Content starts

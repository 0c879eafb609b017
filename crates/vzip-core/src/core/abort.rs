use std::sync::atomic::{AtomicBool, Ordering};
use std::sync::{Arc, Mutex, MutexGuard, PoisonError};

use crate::VzipError;
use crate::core::slots::FrameSlots;
use crate::telemetry::tags;

/// Shared stop flag for one pipeline run.
///
/// The first primary error raised is kept for the caller; follow-up failures
/// such as cancelled slots only replace it while no primary error is stored.
/// Raising the signal cancels every pending slot of the attached run so a
/// writer blocked on a slot wakes up immediately.
///
/// Clones share state, so a caller can keep one and [`cancel`](Self::cancel)
/// a run from another thread.
#[derive(Debug, Clone, Default)]
pub struct AbortSignal {
    inner: Arc<AbortInner>,
}

#[derive(Debug, Default)]
struct AbortInner {
    raised: AtomicBool,
    error: Mutex<Option<VzipError>>,
    slots: Mutex<Option<Arc<FrameSlots>>>,
}

impl AbortSignal {
    pub fn new() -> Self {
        Self::default()
    }

    /// Stops the run with [`VzipError::Cancelled`].
    pub fn cancel(&self) {
        self.raise(VzipError::Cancelled);
    }

    /// Stops the run, recording `error` unless a primary error is already stored.
    pub fn raise(&self, error: VzipError) {
        {
            let mut stored = lock(&self.inner.error);
            let replace = match stored.as_ref() {
                None => true,
                Some(existing) => existing.is_secondary() && !error.is_secondary(),
            };
            if replace {
                tracing::debug!(
                    target: tags::TARGET_PIPELINE,
                    error = %error,
                    "pipeline abort raised"
                );
                *stored = Some(error);
            }
        }
        self.inner.raised.store(true, Ordering::Release);
        self.cancel_attached();
    }

    pub fn is_raised(&self) -> bool {
        self.inner.raised.load(Ordering::Acquire)
    }

    /// Takes the recorded error, leaving the flag raised.
    pub fn take_error(&self) -> Option<VzipError> {
        lock(&self.inner.error).take()
    }

    /// Binds the slots of a starting run.
    pub(crate) fn attach(&self, slots: Arc<FrameSlots>) {
        *lock(&self.inner.slots) = Some(slots);
        // A cancel that landed before the run started still has to release the writer.
        if self.is_raised() {
            self.cancel_attached();
        }
    }

    pub(crate) fn detach(&self) {
        lock(&self.inner.slots).take();
    }

    fn cancel_attached(&self) {
        let slots = lock(&self.inner.slots).clone();
        if let Some(slots) = slots {
            let cancelled = slots.cancel_pending();
            if cancelled > 0 {
                tracing::trace!(
                    target: tags::TARGET_PIPELINE,
                    cancelled,
                    "cancelled pending frame slots"
                );
            }
        }
    }
}

fn lock<T>(mutex: &Mutex<T>) -> MutexGuard<'_, T> {
    mutex.lock().unwrap_or_else(PoisonError::into_inner)
}
#[tokio::test(flavor = "multi_thread", worker_threads = 4)]
async fn test_concurrent_pulls_build_once() {
    let store = Arc::new(FakeStore::with(Duration::from_millis(200), false));
    let gateway = gateway(store.clone(), &[spec("app/*", "busybox")]);

    let mut handles = Vec::new();
    for _ in 0..8 {
        let gateway = gateway.clone();
        handles.push(tokio::spawn(async move {
            get(&gateway, "/v2/app/foo/manifests/v1").await.status()
        }));
    }
    for handle in handles {
        assert_eq!(handle.await.unwrap(), StatusCode::OK);
    }
    assert_eq!(store.builds(), 1);
}

// ============================================================================
// Blobs
// ============================================================================

#[tokio::test]
async fn test_blob_served_from_store() {
    let store = Arc::new(FakeStore::new());
    store.put_blob(DIGEST, b"foo");
    let gateway = gateway(store.clone(), &[]);

    let response = get(&gateway, &format!("/v2/app/foo/blobs/{}", DIGEST)).await;
    assert_eq!(response.status(), StatusCode::OK);
    assert_eq!(body_bytes(response).await, b"foo");

    let missing = get(
        &gateway,
        "/v2/app/foo/blobs/sha256:0000000000000000000000000000000000000000000000000000000000000000",
    )
    .await;
    assert_eq!(missing.status(), StatusCode::NOT_FOUND);
    assert_eq!(store.builds(), 0);
}

#[tokio::test]
async fn test_blob_range_request() {
    let store = Arc::new(FakeStore::new());
    store.put_blob(DIGEST, b"0123456789");
    let gateway = gateway(store, &[]);

    let req = Request::get(format!("/v2/app/blobs/{}", DIGEST))
        .header(RANGE, "bytes=2-5")
        .body(Body::empty())
        .unwrap();
    let response = gateway.handle(req).await;
    assert_eq!(response.status(), StatusCode::PARTIAL_CONTENT);
    assert_eq!(body_bytes(response).await, b"2345");
}

#[tokio::test]
async fn test_blob_conditional_request() {
    let store = Arc::new(FakeStore::new());
    store.put_blob(DIGEST, b"foo");
    let gateway = gateway(store, &[]);
    let path = format!("/v2/app/blobs/{}", DIGEST);

    let first = get(&gateway, &path).await;
    let last_modified = first.headers()[LAST_MODIFIED]
        .to_str()
        .unwrap()
        .to_string();

    let req = Request::get(path.as_str())
        .header(IF_MODIFIED_SINCE, last_modified)
        .body(Body::empty())
        .unwrap();
    let response = gateway.handle(req).await;
    assert_eq!(response.status(), StatusCode::NOT_MODIFIED);
}

// ============================================================================
// Server lifecycle
// ============================================================================

#[tokio::test(flavor = "multi_thread", worker_threads = 2)]
async fn test_server_start_and_shutdown() {
    let store = Arc::new(FakeStore::new());
    let gateway = gateway(store, &[spec("app/*", "busybox")]);
    let server = GatewayServer::new("127.0.0.1:0".parse().unwrap(), gateway)
        .start()
        .unwrap();

    let client = Client::new();
    let uri = format!("http://{}/v2/app/foo/manifests/v1", server.local_addr())
        .parse()
        .unwrap();
    let response = client.get(uri).await.unwrap();
    assert_eq!(response.status(), StatusCode::OK);
    assert_eq!(response.headers()[CONTENT_TYPE], MEDIA_TYPE);
    drop(client);

    tokio::time::timeout(Duration::from_secs(5), server.shutdown())
        .await
        .unwrap()
        .unwrap();
}

#[tokio::test(flavor = "multi_thread", worker_threads = 2)]
async fn test_server_picks_up_dynamic_rules() {
    let store = Arc::new(FakeStore::new());
    let source = Arc::new(MemoryRuleSource::new());
    let rules = Arc::new(DynamicRules::new(
        RuleSet::default(),
        Some(source.clone() as Arc<dyn RuleSource>),
        EventEmitter::default(),
    ));
    let gateway = Arc::new(Gateway::new(store.clone(), rules.clone(), EventEmitter::default()));
    let server = GatewayServer::new("127.0.0.1:0".parse().unwrap(), gateway)
        .start()
        .unwrap();

    let client = Client::new();
    let uri: hyper::Uri = format!("http://{}/v2/lib/x/manifests/1", server.local_addr())
        .parse()
        .unwrap();

    let response = client.get(uri.clone()).await.unwrap();
    assert_eq!(response.status(), StatusCode::NOT_FOUND);
    assert!(rules.is_cached());

    source.apply(ImageResource::new("lib", spec("lib/*", "alpine")));
    wait_until(|| !rules.is_cached()).await;

    let response = client.get(uri).await.unwrap();
    assert_eq!(response.status(), StatusCode::OK);
    assert_eq!(store.builds(), 1);
    assert_eq!(store.seen.lock()[0].1.base_image, "alpine");
    drop(client);

    tokio::time::timeout(Duration::from_secs(5), server.shutdown())
        .await
        .unwrap()
        .unwrap();
}
use serde::{Deserialize, Serialize};
use std::sync::Arc;
use tokio::sync::broadcast;
use tokio::sync::broadcast::error::RecvError;

/// Event key type
pub type EventKey = String;

/// Gateway event
#[derive(Debug, Clone, Serialize, Deserialize)]
pub struct GatewayEvent {
    /// Event key (e.g., "build.started", "rules.invalidated")
    pub key: EventKey,

    /// Image reference the event concerns, if any
    pub reference: Option<String>,

    /// Free-form detail (error text for failures)
    pub detail: Option<String>,

    /// Timestamp
    pub timestamp: chrono::DateTime<chrono::Utc>,
}

impl GatewayEvent {
    /// Create an event with no reference
    pub fn empty(key: impl Into<String>) -> Self {
        Self {
            key: key.into(),
            reference: None,
            detail: None,
            timestamp: chrono::Utc::now(),
        }
    }

    /// Create an event about a reference
    pub fn for_reference(key: impl Into<String>, reference: impl Into<String>) -> Self {
        Self {
            reference: Some(reference.into()),
            ..Self::empty(key)
        }
    }

    /// Attach detail text
    pub fn with_detail(mut self, detail: impl Into<String>) -> Self {
        self.detail = Some(detail.into());
        self
    }
}

/// Event emitter
#[derive(Clone)]
pub struct EventEmitter {
    sender: Arc<broadcast::Sender<GatewayEvent>>,
}

impl EventEmitter {
    /// Create a new event emitter
    pub fn new(capacity: usize) -> Self {
        let (sender, _) = broadcast::channel(capacity);
        Self {
            sender: Arc::new(sender),
        }
    }

    /// Emit an event. Dropped silently when nobody listens.
    pub fn emit(&self, event: GatewayEvent) {
        let _ = self.sender.send(event);
    }

    /// Subscribe to events
    pub fn subscribe(&self) -> broadcast::Receiver<GatewayEvent> {
        self.sender.subscribe()
    }
}

impl Default for EventEmitter {
    fn default() -> Self {
        Self::new(256)
    }
}

/// Trace every event until all emitters are dropped.
///
/// Returns the number of events traced.
pub async fn log_events(mut receiver: broadcast::Receiver<GatewayEvent>) -> u64 {
    let mut traced = 0;
    loop {
        match receiver.recv().await {
            Ok(event) => {
                traced += 1;
                if event.key == events::BUILD_FAILED {
                    tracing::warn!(
                        key = %event.key,
                        reference = ?event.reference,
                        detail = ?event.detail,
                        "Gateway event"
                    );
                } else {
                    tracing::debug!(
                        key = %event.key,
                        reference = ?event.reference,
                        detail = ?event.detail,
                        "Gateway event"
                    );
                }
            }
            Err(RecvError::Lagged(missed)) => {
                tracing::warn!(missed, "Event log fell behind");
            }
            Err(RecvError::Closed) => return traced,
        }
    }
}

/// Event catalog - predefined event keys
pub mod events {
    // Build events
    pub const BUILD_STARTED: &str = "build.started";
    pub const BUILD_COMPLETED: &str = "build.completed";
    pub const BUILD_FAILED: &str = "build.failed";
    pub const BUILD_UNMATCHED: &str = "build.unmatched";

    // Rule events
    pub const RULES_INVALIDATED: &str = "rules.invalidated";
    pub const RULES_REBUILT: &str = "rules.rebuilt";
}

Content ends

Instructions to follow: Show every line from the listing above in which the string "FrameSlots" appears.

Answer space:
use crate::core::slots::FrameSlots;
    slots: Mutex<Option<Arc<FrameSlots>>>,
    pub(crate) fn attach(&self, slots: Arc<FrameSlots>) {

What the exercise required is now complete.